- Prompt
Take every line in the entries that includes the word "timestamp" and copy it.

** Data shown follows **

//! Audit event records.

use serde::{Deserialize, Serialize};
use serde_json::Value;
use std::collections::BTreeMap;

/// Schema version stamped on every envelope.
pub const SCHEMA_VERSION: &str = "1";

/// Outcome of the audited action.
#[derive(Debug, Clone, Copy, PartialEq, Eq, Hash, Default, Serialize, Deserialize)]
pub enum Outcome {
    /// The action completed.
    #[default]
    #[serde(rename = "OK")]
    Ok,
    /// The action was refused by policy.
    #[serde(rename = "DENY")]
    Deny,
    /// The action failed.
    #[serde(rename = "ERROR")]
    Error,
    /// The action has not resolved yet.
    #[serde(rename = "PENDING")]
    Pending,
}

impl Outcome {
    /// Returns the canonical string label for this outcome.
    pub fn as_str(self) -> &'static str {
        match self {
            Self::Ok => "OK",
            Self::Deny => "DENY",
            Self::Error => "ERROR",
            Self::Pending => "PENDING",
        }
    }
}

impl std::fmt::Display for Outcome {
    fn fmt(&self, f: &mut std::fmt::Formatter<'_>) -> std::fmt::Result {
        f.write_str(self.as_str())
    }
}

impl std::str::FromStr for Outcome {
    type Err = ParseOutcomeError;

    fn from_str(s: &str) -> Result<Self, Self::Err> {
        match s {
            "OK" => Ok(Self::Ok),
            "DENY" => Ok(Self::Deny),
            "ERROR" => Ok(Self::Error),
            "PENDING" => Ok(Self::Pending),
            _ => Err(ParseOutcomeError(s.to_string())),
        }
    }
}

/// Error returned when parsing an unknown outcome string.
#[derive(Debug, Clone, thiserror::Error)]
#[error("unknown outcome: {0}")]
pub struct ParseOutcomeError(pub String);

/// Producer-supplied portion of an audit event.
///
/// Everything the producer knows before the event is sealed. Identity,
/// timing, cursor, and integrity fields are assigned by the envelope
/// builder.
#[derive(Debug, Clone, Default, PartialEq, Serialize, Deserialize)]
pub struct EnvelopeFields {
    /// Event type label (e.g. `CHAT_REQUEST_RECEIVED`).
    pub event_type: String,
    #[serde(default)]
    pub outcome: Outcome,
    #[serde(default, skip_serializing_if = "Option::is_none")]
    pub session_id: Option<String>,
    #[serde(default, skip_serializing_if = "Option::is_none")]
    pub correlation_id: Option<String>,
    #[serde(default, skip_serializing_if = "Option::is_none")]
    pub agent_id: Option<String>,
    #[serde(default, skip_serializing_if = "Option::is_none")]
    pub peer_id: Option<String>,
    #[serde(default, skip_serializing_if = "Option::is_none")]
    pub tool: Option<String>,
    #[serde(default, skip_serializing_if = "Option::is_none")]
    pub method: Option<String>,
    #[serde(default, skip_serializing_if = "Option::is_none")]
    pub resource: Option<String>,
    /// Free-form context attached by the producer.
    #[serde(default)]
    pub metadata: BTreeMap<String, Value>,
    /// Numeric measurements (latency, token counts, ...). Values must be finite.
    #[serde(default)]
    pub metrics: BTreeMap<String, f64>,
    /// Caller-provided digests. `request_hash` is always overwritten on seal.
    #[serde(default)]
    pub hashes: BTreeMap<String, String>,
    /// Integrity descriptor entries. The builder adds its own keys.
    #[serde(default)]
    pub integrity: BTreeMap<String, Value>,
}

impl EnvelopeFields {
    /// Shorthand for fields carrying only an event type.
    pub fn new(event_type: impl Into<String>) -> Self {
        Self {
            event_type: event_type.into(),
            ..Self::default()
        }
    }
}

/// A sealed, immutable audit event.
///
/// Once built, `integrity_hash` covers every other field. Mutating a field
/// after the fact makes [`Envelope`] fail verification in
/// `talos-integrity`.
#[derive(Debug, Clone, PartialEq, Serialize, Deserialize)]
pub struct Envelope {
    /// Time-ordered 128-bit identifier, hyphenated hex.
    pub event_id: String,
    pub schema_version: String,
    /// Unix seconds with millisecond precision, equal to the id's embedded time.
    pub timestamp: f64,
    /// Opaque pagination token derived from `timestamp` and `event_id`.
    pub cursor: String,
    pub event_type: String,
    pub outcome: Outcome,
    #[serde(default, skip_serializing_if = "Option::is_none")]
    pub session_id: Option<String>,
    #[serde(default, skip_serializing_if = "Option::is_none")]
    pub correlation_id: Option<String>,
    #[serde(default, skip_serializing_if = "Option::is_none")]
    pub agent_id: Option<String>,
    #[serde(default, skip_serializing_if = "Option::is_none")]
    pub peer_id: Option<String>,
    #[serde(default, skip_serializing_if = "Option::is_none")]
    pub tool: Option<String>,
    #[serde(default, skip_serializing_if = "Option::is_none")]
    pub method: Option<String>,
    #[serde(default, skip_serializing_if = "Option::is_none")]
    pub resource: Option<String>,
    #[serde(default)]
    pub metadata: BTreeMap<String, Value>,
    #[serde(default)]
    pub metrics: BTreeMap<String, f64>,
    #[serde(default)]
    pub hashes: BTreeMap<String, String>,
    #[serde(default)]
    pub integrity: BTreeMap<String, Value>,
    /// Lowercase hex SHA-256 over the canonical form of every other field.
    pub integrity_hash: String,
}

impl Envelope {
    /// Returns the `request_hash` recorded at seal time, if any.
    pub fn request_hash(&self) -> Option<&str> {
        self.hashes.get("request_hash").map(String::as_str)
    }
}

#[cfg(test)]
mod tests {
    use super::*;

    #[test]
    fn outcome_round_trip() {
        for outcome in [Outcome::Ok, Outcome::Deny, Outcome::Error, Outcome::Pending] {
            let parsed: Outcome = outcome.as_str().parse().expect("label should parse");
            assert_eq!(parsed, outcome);

            let json = serde_json::to_string(&outcome).expect("serialize");
            assert_eq!(json, format!("\"{}\"", outcome.as_str()));
        }
    }

    #[test]
    fn outcome_rejects_unknown_label() {
        let err = "MAYBE".parse::<Outcome>().unwrap_err();
        assert_eq!(err.to_string(), "unknown outcome: MAYBE");
    }

    #[test]
    fn fields_deserialize_with_defaults() {
        let fields: EnvelopeFields =
            serde_json::from_str(r#"{"event_type":"TOOL_CALL"}"#).expect("minimal body");
        assert_eq!(fields.event_type, "TOOL_CALL");
        assert_eq!(fields.outcome, Outcome::Ok);
        assert!(fields.session_id.is_none());
        assert!(fields.metadata.is_empty());
    }

    #[test]
    fn unset_optionals_are_absent_from_json() {
        let fields = EnvelopeFields::new("X");
        let json = serde_json::to_value(&fields).expect("serialize");
        assert!(json.get("session_id").is_none());
        assert!(json.get("tool").is_none());
        assert_eq!(json["outcome"], "OK");
    }
}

** End of Data shown **

- Exercise solution
    pub timestamp: f64,
    /// Opaque pagination token derived from `timestamp` and `event_id`.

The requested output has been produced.